• [Activity] Each line from the one containing "async fn get_workflow(&self, workflow_id: Uuid)" to the end of the listing below should be repeated exactly, with no other line included.

• [Source material]
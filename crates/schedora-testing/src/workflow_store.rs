//! In-memory `WorkflowStore`, backed by a `DashMap`.

use async_trait::async_trait;
use chrono::Utc;
use dashmap::DashMap;
use schedora_core::error::{Result, SchedoraError};
use schedora_core::job::Job;
use schedora_core::store::{JobStore, WorkflowStore};
use schedora_core::workflow::{NewWorkflow, Workflow};
use std::sync::Arc;
use uuid::Uuid;

use crate::job_store::InMemoryJobStore;

#[derive(Default)]
pub struct InMemoryWorkflowStore {
    workflows: DashMap<Uuid, Workflow>,
    by_name: DashMap<String, Uuid>,
    jobs_by_workflow: DashMap<Uuid, Vec<Uuid>>,
    job_store: Arc<InMemoryJobStore>,
}

impl InMemoryWorkflowStore {
    /// Workflow status aggregation needs to read job rows, so this store
    /// shares a job store with the rest of the fixture rather than keeping
    /// its own copy of job state.
    pub fn new(job_store: Arc<InMemoryJobStore>) -> Self {
        Self {
            job_store,
            ..Default::default()
        }
    }
}

#[async_trait]
impl WorkflowStore for InMemoryWorkflowStore {
    async fn create_workflow(&self, new_workflow: NewWorkflow) -> Result<Workflow> {
        if self.by_name.contains_key(&new_workflow.name) {
            return Err(SchedoraError::DuplicateWorkflowName(new_workflow.name));
        }
        let workflow_id = Uuid::new_v4();
        let workflow = Workflow {
            workflow_id,
            name: new_workflow.name.clone(),
            description: new_workflow.description,
            config: new_workflow.config,
            created_at: Utc::now(),
        };
        self.by_name.insert(new_workflow.name, workflow_id);
        self.workflows.insert(workflow_id, workflow.clone());
        self.jobs_by_workflow.insert(workflow_id, Vec::new());
        Ok(workflow)
    }

    async fn get_workflow(&self, workflow_id: Uuid) -> Result<Workflow> {
        self.workflows
            .get(&workflow_id)
            .map(|w| w.clone())
            .ok_or(SchedoraError::WorkflowNotFound(workflow_id))
    }

    async fn attach_job(&self, workflow_id: Uuid, job_id: Uuid) -> Result<()> {
        if !self.workflows.contains_key(&workflow_id) {
            return Err(SchedoraError::WorkflowNotFound(workflow_id));
        }
        let mut jobs = self.jobs_by_workflow.entry(workflow_id).or_default();
        if !jobs.contains(&job_id) {
            jobs.push(job_id);
        }
        Ok(())
    }

    async fn jobs_for_workflow(&self, workflow_id: Uuid) -> Result<Vec<Job>> {
        let job_ids = self
            .jobs_by_workflow
            .get(&workflow_id)
            .map(|v| v.clone())
            .unwrap_or_default();
        let mut jobs = Vec::with_capacity(job_ids.len());
        for job_id in job_ids {
            jobs.push(self.job_store.get_job(job_id).await?);
        }
        Ok(jobs)
    }
}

• [The completed task]
    async fn get_workflow(&self, workflow_id: Uuid) -> Result<Workflow> {
        self.workflows
            .get(&workflow_id)
            .map(|w| w.clone())
            .ok_or(SchedoraError::WorkflowNotFound(workflow_id))
    }

    async fn attach_job(&self, workflow_id: Uuid, job_id: Uuid) -> Result<()> {
        if !self.workflows.contains_key(&workflow_id) {
            return Err(SchedoraError::WorkflowNotFound(workflow_id));
        }
        let mut jobs = self.jobs_by_workflow.entry(workflow_id).or_default();
        if !jobs.contains(&job_id) {
            jobs.push(job_id);
        }
        Ok(())
    }

    async fn jobs_for_workflow(&self, workflow_id: Uuid) -> Result<Vec<Job>> {
        let job_ids = self
            .jobs_by_workflow
            .get(&workflow_id)
            .map(|v| v.clone())
            .unwrap_or_default();
        let mut jobs = Vec::with_capacity(job_ids.len());
        for job_id in job_ids {
            jobs.push(self.job_store.get_job(job_id).await?);
        }
        Ok(jobs)
    }
}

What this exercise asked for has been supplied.